• **Task brief**: Look through the material below. Return exactly the lines from the one with "accumulator, then temporaries." through the one with "dst: next, ..", both included.

• **Records provided**:
★ ★ ★ ★ ★ ★ ★

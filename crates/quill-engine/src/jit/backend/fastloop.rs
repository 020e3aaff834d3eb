//! Direct-loop fast path
//!
//! A counted loop whose body is a single integer accumulator update
//! `x = x ⊕ expr`, where `expr` is built from constants, the iteration
//! variable, and the accumulator, bypasses the general lowering: the
//! counter, end, and accumulator are each pinned to a dedicated register
//! for the whole loop, with three guarded loads before the loop and three
//! boxed stores after it. Recognition happens on the normalized IR, never
//! on raw bytecode; any shape outside this grammar falls back to the
//! general path.
//!
//! A fast trace completes cleanly (sentinel return) and resumes at the
//! loop's exit target. Its only guard exits are the three entry type checks
//! and the never-entered test, all taken before any slot is written, so
//! deoptimization needs no state restore.

use quill_core::Value;

use super::{
    AssembledTrace, Cc, MicroAsm, Patch, CLEAN_RETURN, STATE_FPR_DUMP, STATE_GPR_DUMP,
};
use crate::jit::ir::{Imm, IrInstr, IrOp, VReg};
use crate::jit::recorder::{RecordedTrace, TraceKind};

/// An operand of the accumulator expression.
#[derive(Debug, Clone, Copy, PartialEq, Eq)]
enum FastVal {
    /// The loop counter (also the iteration variable).
    Counter,
    /// The accumulator.
    Acc,
    /// An integer constant.
    Const(i32),
    /// An intermediate result.
    Tmp(u8),
}

#[derive(Debug, Clone, Copy, PartialEq, Eq)]
enum FastBin {
    Add,
    Sub,
    Mul,
}

#[derive(Debug, Clone, Copy)]
struct FastOp {
    op: FastBin,
    a: FastVal,
    b: FastVal,
    dst: u8,
}

/// A recognized direct loop, ready for shaped emission.
pub struct FastLoopPlan {
    counter_slot: u16,
    end_slot: u16,
    iter_slot: u16,
    acc_slot: u16,
    ops: Vec<FastOp>,
    result: FastVal,
}

/// Most temporaries the expression may need (tmps are pinned too).
const MAX_TMPS: u8 = 4;

/// Pinned register assignment: counter, end, accumulator, then temporaries.
const R_COUNTER: u8 = 0;
const R_END: u8 = 1;
const R_ACC: u8 = 2;
const R_TMP_BASE: u8 = 3;

/// Try to recognize the direct-loop shape on a recorded loop trace.
pub fn recognize(trace: &RecordedTrace) -> Option<FastLoopPlan> {
    if trace.kind != TraceKind::Loop {
        return None;
    }
    let counted = trace.counted?;
    let instrs = trace.buf.instrs();
    // Header (6) + acc load/guard (2) + at least one op + store (2) + tail (4).
    if instrs.len() < 14 {
        return None;
    }
    // Exactly the four guards of the shape: counter, end, condition, acc.
    let exits = trace.buf.exits();
    if exits.len() != 4 || !exits[2].is_loop_exit {
        return None;
    }

    let (c_slot, e_slot, i_slot) = (
        counted.counter_slot as u16,
        counted.end_slot as u16,
        counted.iter_slot as u16,
    );

    // The canonical header emitted for a ForCount loop.
    let c = match (&instrs[0], &instrs[1]) {
        (
            IrInstr { op: IrOp::LoadLocal, aux, dst: raw, .. },
            IrInstr { op: IrOp::GuardInt, a, dst, .. },
        ) if *aux == c_slot && a == raw => *dst,
        _ => return None,
    };
    let e = match (&instrs[2], &instrs[3]) {
        (
            IrInstr { op: IrOp::LoadLocal, aux, dst: raw, .. },
            IrInstr { op: IrOp::GuardInt, a, dst, .. },
        ) if *aux == e_slot && a == raw => *dst,
        _ => return None,
    };
    match (&instrs[4], &instrs[5]) {
        (
            IrInstr { op: IrOp::LtInt, a, b, dst: lt, .. },
            IrInstr { op: IrOp::GuardTrue, a: cond, .. },
        ) if *a == c && *b == e && cond == lt => {}
        _ => return None,
    }
    match &instrs[6] {
        IrInstr { op: IrOp::StoreLocal, aux, a, .. } if *aux == i_slot && *a == c => {}
        _ => return None,
    }

    // Tail: ConstInt 1; AddInt(c, one); StoreLocal counter; Loop.
    let n = instrs.len();
    let one = match &instrs[n - 4] {
        IrInstr { op: IrOp::ConstInt, imm: Imm::Int(1), dst, .. } => *dst,
        _ => return None,
    };
    match (&instrs[n - 3], &instrs[n - 2], &instrs[n - 1]) {
        (
            IrInstr { op: IrOp::AddInt, a, b, dst: next, .. },
            IrInstr { op: IrOp::StoreLocal, aux, a: stored, .. },
            IrInstr { op: IrOp::Loop, .. },
        ) if *a == c && *b == one && *aux == c_slot && stored == next => {}
        _ => return None,
    }

    // Body: load/guard the accumulator, a pure integer expression over
    // {acc, counter, constants}, and a single store back to the same slot.
    let acc_slot = match (&instrs[7], &instrs[8]) {
        (
            IrInstr { op: IrOp::LoadLocal, aux, dst: raw, .. },
            IrInstr { op: IrOp::GuardInt, a, .. },
        ) if a == raw && *aux != c_slot && *aux != e_slot && *aux != i_slot => *aux,
        _ => return None,
    };
    let acc = instrs[8].dst;

    let mut map: Vec<(VReg, FastVal)> = vec![(c, FastVal::Counter), (acc, FastVal::Acc)];
    let lookup = |map: &[(VReg, FastVal)], v: VReg| {
        map.iter().rev().find(|(r, _)| *r == v).map(|&(_, val)| val)
    };

    let mut ops = Vec::new();
    let mut tmps: u8 = 0;
    let body = &instrs[9..n - 4];
    let (store, exprs) = body.split_last()?;
    for instr in exprs {
        match instr.op {
            IrOp::ConstInt => {
                let v = match instr.imm {
                    Imm::Int(v) => v as i32,
                    _ => return None,
                };
                map.push((instr.dst, FastVal::Const(v)));
            }
            IrOp::AddInt | IrOp::SubInt | IrOp::MulInt => {
                let a = lookup(&map, instr.a)?;
                let b = lookup(&map, instr.b)?;
                if tmps >= MAX_TMPS {
                    return None;
                }
                let dst = tmps;
                tmps += 1;
                ops.push(FastOp {
                    op: match instr.op {
                        IrOp::AddInt => FastBin::Add,
                        IrOp::SubInt => FastBin::Sub,
                        _ => FastBin::Mul,
                    },
                    a,
                    b,
                    dst,
                });
                map.push((instr.dst, FastVal::Tmp(dst)));
            }
            _ => return None,
        }
    }
    if ops.is_empty() {
        return None;
    }
    let result = match store {
        IrInstr { op: IrOp::StoreLocal, aux, a, .. } if *aux == acc_slot => lookup(&map, *a)?,
        _ => return None,
    };

    Some(FastLoopPlan {
        counter_slot: c_slot,
        end_slot: e_slot,
        iter_slot: i_slot,
        acc_slot,
        ops,
        result,
    })
}

fn resolve<A: MicroAsm>(asm: &mut A, val: FastVal, scratch: u8) -> u8 {
    match val {
        FastVal::Counter => R_COUNTER,
        FastVal::Acc => R_ACC,
        FastVal::Tmp(i) => R_TMP_BASE + i,
        FastVal::Const(v) => {
            asm.mov_ri(scratch, v as u32 as i64);
            scratch
        }
    }
}

/// Emit the hand-shaped loop for a recognized plan.
pub fn emit<A: MicroAsm>(
    trace: &RecordedTrace,
    plan: &FastLoopPlan,
    exit_state: u64,
) -> AssembledTrace {
    let mut asm = A::new();
    let exits = trace.buf.exits().len();
    let mut exit_patches: Vec<Vec<Patch>> = vec![Vec::new(); exits];

    asm.prologue(exit_state);

    // Guarded loads: counter, end, accumulator — once, before the loop.
    for (slot, reg, exit) in [
        (plan.counter_slot, R_COUNTER, 0usize),
        (plan.end_slot, R_END, 1),
        (plan.acc_slot, R_ACC, 3),
    ] {
        asm.load_local(reg, slot);
        asm.mov_ri(A::S1, Value::INT_BITS as i64);
        asm.xor64(A::S1, A::S1, reg);
        asm.mov_ri(A::S0, Value::INT_CHECK_MASK as i64);
        asm.and64(A::S1, A::S1, A::S0);
        asm.cmp64i(A::S1, 0);
        exit_patches[exit].push(asm.jcc(Cc::Ne));
        asm.shr64i(reg, reg, 3);
        asm.mov32_rr(reg, reg);
    }

    // Never entered: leave through the condition exit before any store.
    asm.cmp32(R_COUNTER, R_END);
    exit_patches[2].push(asm.jcc(Cc::Ge));

    let loop_top = asm.pos();
    for op in &plan.ops {
        let a = resolve(&mut asm, op.a, A::S0);
        let b = resolve(&mut asm, op.b, A::S1);
        let dst = R_TMP_BASE + op.dst;
        match op.op {
            FastBin::Add => asm.add32(dst, a, b),
            FastBin::Sub => asm.sub32(dst, a, b),
            FastBin::Mul => asm.mul32(dst, a, b),
        }
    }
    let result = resolve(&mut asm, plan.result, A::S0);
    if result != R_ACC {
        asm.mov32_rr(R_ACC, result);
    }
    asm.add32i(R_COUNTER, R_COUNTER, 1);
    asm.cmp32(R_COUNTER, R_END);
    let done = asm.jcc(Cc::Ge);
    asm.jmp_back(loop_top);
    asm.bind(done);

    // Live-out stores: accumulator, counter, and iter = counter - 1.
    for (val, slot) in [
        (R_ACC, plan.acc_slot),
        (R_COUNTER, plan.counter_slot),
    ] {
        asm.mov32_rr(A::S1, val);
        asm.shl64i(A::S1, A::S1, 3);
        asm.mov_ri(A::S0, Value::INT_BITS as i64);
        asm.or64(A::S1, A::S1, A::S0);
        asm.store_local(A::S1, slot);
    }
    asm.add32i(R_TMP_BASE, R_COUNTER, -1);
    asm.mov32_rr(A::S1, R_TMP_BASE);
    asm.shl64i(A::S1, A::S1, 3);
    asm.mov_ri(A::S0, Value::INT_BITS as i64);
    asm.or64(A::S1, A::S1, A::S0);
    asm.store_local(A::S1, plan.iter_slot);

    asm.set_return(CLEAN_RETURN as i32);
    asm.epilogue_ret();

    // Side-exit stubs, identical in shape to the general path's.
    let mut stub_offsets = Vec::with_capacity(exits);
    for (k, patches) in exit_patches.into_iter().enumerate() {
        stub_offsets.push(asm.pos() as u32);
        for p in patches {
            asm.bind(p);
        }
        for r in 0..A::NUM_GPR {
            asm.store_state(r, STATE_GPR_DUMP + r as u32 * 8);
        }
        for f in 0..A::NUM_FPR {
            asm.fstore_state(f, STATE_FPR_DUMP + f as u32 * 8);
        }
        asm.set_return(k as i32);
        asm.epilogue_ret();
    }

    AssembledTrace {
        code: asm.into_code(),
        stub_offsets,
        fast_path: true,
    }
}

★ ★ ★ ★ ★ ★ ★

• **Expected answer**:
/// Pinned register assignment: counter, end, accumulator, then temporaries.
const R_COUNTER: u8 = 0;
const R_END: u8 = 1;
const R_ACC: u8 = 2;
const R_TMP_BASE: u8 = 3;

/// Try to recognize the direct-loop shape on a recorded loop trace.
pub fn recognize(trace: &RecordedTrace) -> Option<FastLoopPlan> {
    if trace.kind != TraceKind::Loop {
        return None;
    }
    let counted = trace.counted?;
    let instrs = trace.buf.instrs();
    // Header (6) + acc load/guard (2) + at least one op + store (2) + tail (4).
    if instrs.len() < 14 {
        return None;
    }
    // Exactly the four guards of the shape: counter, end, condition, acc.
    let exits = trace.buf.exits();
    if exits.len() != 4 || !exits[2].is_loop_exit {
        return None;
    }

    let (c_slot, e_slot, i_slot) = (
        counted.counter_slot as u16,
        counted.end_slot as u16,
        counted.iter_slot as u16,
    );

    // The canonical header emitted for a ForCount loop.
    let c = match (&instrs[0], &instrs[1]) {
        (
            IrInstr { op: IrOp::LoadLocal, aux, dst: raw, .. },
            IrInstr { op: IrOp::GuardInt, a, dst, .. },
        ) if *aux == c_slot && a == raw => *dst,
        _ => return None,
    };
    let e = match (&instrs[2], &instrs[3]) {
        (
            IrInstr { op: IrOp::LoadLocal, aux, dst: raw, .. },
            IrInstr { op: IrOp::GuardInt, a, dst, .. },
        ) if *aux == e_slot && a == raw => *dst,
        _ => return None,
    };
    match (&instrs[4], &instrs[5]) {
        (
            IrInstr { op: IrOp::LtInt, a, b, dst: lt, .. },
            IrInstr { op: IrOp::GuardTrue, a: cond, .. },
        ) if *a == c && *b == e && cond == lt => {}
        _ => return None,
    }
    match &instrs[6] {
        IrInstr { op: IrOp::StoreLocal, aux, a, .. } if *aux == i_slot && *a == c => {}
        _ => return None,
    }

    // Tail: ConstInt 1; AddInt(c, one); StoreLocal counter; Loop.
    let n = instrs.len();
    let one = match &instrs[n - 4] {
        IrInstr { op: IrOp::ConstInt, imm: Imm::Int(1), dst, .. } => *dst,
        _ => return None,
    };
    match (&instrs[n - 3], &instrs[n - 2], &instrs[n - 1]) {
        (
            IrInstr { op: IrOp::AddInt, a, b, dst: next, .. },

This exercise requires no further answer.